The government is also exploring partnership prospects with the China National Petroleum Corporation (CNPC) and the China National Offshore Oil Corporation (CNOOC), both of which have expressed interest in joint study projects to find new oil and gas blocks as well as EOR projects.

“We offered things like this, the West [Western companies] were not interested [in] scavenging [oil and gas],” Arifin said separately on June 10, as quoted by CNBC Indonesia. “Meanwhile China, because they heavily depend on oil, are trying their best to exhaust their oil [wells] to the last drop.”

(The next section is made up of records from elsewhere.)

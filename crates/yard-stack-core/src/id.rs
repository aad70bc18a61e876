// Copyright (c) 2025 Felix Kahle.
//
// Permission is hereby granted, free of charge, to any person obtaining
// a copy of this software and associated documentation files (the
// "Software"), to deal in the Software without restriction, including
// without limitation the rights to use, copy, modify, merge, publish,
// distribute, sublicense, and/or sell copies of the Software, and to
// permit persons to whom the Software is furnished to do so, subject to
// the following conditions:
//
// The above copyright notice and this permission notice shall be
// included in all copies or substantial portions of the Software.
//
// THE SOFTWARE IS PROVIDED "AS IS", WITHOUT WARRANTY OF ANY KIND,
// EXPRESS OR IMPLIED, INCLUDING BUT NOT LIMITED TO THE WARRANTIES OF
// MERCHANTABILITY, FITNESS FOR A PARTICULAR PURPOSE AND
// NONINFRINGEMENT. IN NO EVENT SHALL THE AUTHORS OR COPYRIGHT HOLDERS BE
// LIABLE FOR ANY CLAIM, DAMAGES OR OTHER LIABILITY, WHETHER IN AN ACTION
// OF CONTRACT, TORT OR OTHERWISE, ARISING FROM, OUT OF OR IN CONNECTION
// WITH THE SOFTWARE OR THE USE OR OTHER DEALINGS IN THE SOFTWARE.

use serde::{Deserialize, Serialize};
use std::fmt::Display;

#[repr(transparent)]
#[derive(Debug, Clone, Copy, PartialEq, Eq, PartialOrd, Ord, Hash, Serialize, Deserialize)]
#[serde(transparent)]
pub struct YardId(u32);

impl YardId {
    #[inline]
    pub const fn new(id: u32) -> Self {
        YardId(id)
    }

    #[inline]
    pub const fn value(self) -> u32 {
        self.0
    }
}

impl Display for YardId {
    fn fmt(&self, f: &mut std::fmt::Formatter<'_>) -> std::fmt::Result {
        write!(f, "YardId({})", self.0)
    }
}

impl From<u32> for YardId {
    fn from(value: u32) -> Self {
        YardId(value)
    }
}

#[repr(transparent)]
#[derive(Debug, Clone, Copy, PartialEq, Eq, PartialOrd, Ord, Hash, Serialize, Deserialize)]
#[serde(transparent)]
pub struct BlockId(u32);

impl BlockId {
    #[inline]
    pub const fn new(id: u32) -> Self {
        BlockId(id)
    }

    #[inline]
    pub const fn value(self) -> u32 {
        self.0
    }
}

impl Display for BlockId {
    fn fmt(&self, f: &mut std::fmt::Formatter<'_>) -> std::fmt::Result {
        write!(f, "BlockId({})", self.0)
    }
}

impl From<u32> for BlockId {
    fn from(value: u32) -> Self {
        BlockId(value)
    }
}

/// Identifier of a slot, the footprint containers are stacked on.
#[repr(transparent)]
#[derive(Debug, Clone, Copy, PartialEq, Eq, PartialOrd, Ord, Hash, Serialize, Deserialize)]
#[serde(transparent)]
pub struct SlotId(u32);

impl SlotId {
    #[inline]
    pub const fn new(id: u32) -> Self {
        SlotId(id)
    }

    #[inline]
    pub const fn value(self) -> u32 {
        self.0
    }
}

impl Display for SlotId {
    fn fmt(&self, f: &mut std::fmt::Formatter<'_>) -> std::fmt::Result {
        write!(f, "SlotId({})", self.0)
    }
}

impl From<u32> for SlotId {
    fn from(value: u32) -> Self {
        SlotId(value)
    }
}
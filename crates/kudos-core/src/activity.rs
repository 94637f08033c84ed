//! Activity statements — the xAPI-style audit trail.
//!
//! A statement is an immutable record of a learning event (completion,
//! attempt, redemption). Statements are appended inside the same transaction
//! as the operation that produced them and are never updated or deleted.

use chrono::{DateTime, Utc};
use serde::{Deserialize, Serialize};
use uuid::Uuid;

use crate::{Error, Result};

/// What the actor did.
#[derive(Debug, Clone, Copy, PartialEq, Eq, Serialize, Deserialize)]
#[serde(rename_all = "lowercase")]
pub enum Verb {
  Completed,
  Attempted,
  Redeemed,
}

/// What the verb acted on.
#[derive(Debug, Clone, Copy, PartialEq, Eq, Serialize, Deserialize)]
#[serde(rename_all = "lowercase")]
pub enum ObjectType {
  Course,
  Quiz,
  Prize,
}

impl Verb {
  /// The string stored in the `verb` column.
  /// Must match the `rename_all = "lowercase"` serde tags above.
  pub fn discriminant(&self) -> &'static str {
    match self {
      Self::Completed => "completed",
      Self::Attempted => "attempted",
      Self::Redeemed => "redeemed",
    }
  }

  pub fn from_discriminant(s: &str) -> Result<Self> {
    match s {
      "completed" => Ok(Self::Completed),
      "attempted" => Ok(Self::Attempted),
      "redeemed" => Ok(Self::Redeemed),
      other => Err(Error::InvalidInput(format!("unknown verb: {other:?}"))),
    }
  }
}

impl ObjectType {
  /// The string stored in the `object_type` column.
  pub fn discriminant(&self) -> &'static str {
    match self {
      Self::Course => "course",
      Self::Quiz => "quiz",
      Self::Prize => "prize",
    }
  }

  pub fn from_discriminant(s: &str) -> Result<Self> {
    match s {
      "course" => Ok(Self::Course),
      "quiz" => Ok(Self::Quiz),
      "prize" => Ok(Self::Prize),
      other => {
        Err(Error::InvalidInput(format!("unknown object type: {other:?}")))
      }
    }
  }
}

/// An immutable audit record: actor, verb, object, result payload.
///
/// The `result` payload shape depends on the verb:
/// `completed` carries `{"success":true}`, `attempted` carries
/// `{"score","max","passed"}`, `redeemed` carries `{"cost"}`.
#[derive(Debug, Clone, Serialize, Deserialize)]
pub struct ActivityStatement {
  pub statement_id: Uuid,
  pub actor_id:     Uuid,
  pub verb:         Verb,
  pub object_type:  ObjectType,
  pub object_id:    Uuid,
  pub result:       serde_json::Value,
  pub recorded_at:  DateTime<Utc>,
}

Read also: Indonesia targets 15 oil and gas projects going onstream in 2024

The ministry has asked Pertamina to seize the opportunity and evaluate possible partnership with Chinese companies considering that there are many existing depleting oil fields deemed prospective for reactivation.

The National Energy Council (DEN) revealed last year that the remaining oil reserves left in old oil and gas reservoirs are estimated at around 40 billion barrels.

DEN secretary general Djoko Siswanto said on Oct. 31 last year that the council had several strategies to reduce crude oil imports, which mainly hinges on increasing upstream production, including through secondary recovery using water flood and EOR in oil wells, as quoted from CNBC Indonesia.

The ministry is also eyeing six oil and gas fields that are expected to go onstream by 2028, with one as early as this year, including Medco E&P Natuna’s Forel, PT Bumi Pratiwi Hulu Energi’s Ande Ande Lumut, Harbour Energy’s Singa Laut Kuda Laut and Petronas’s Hidayah.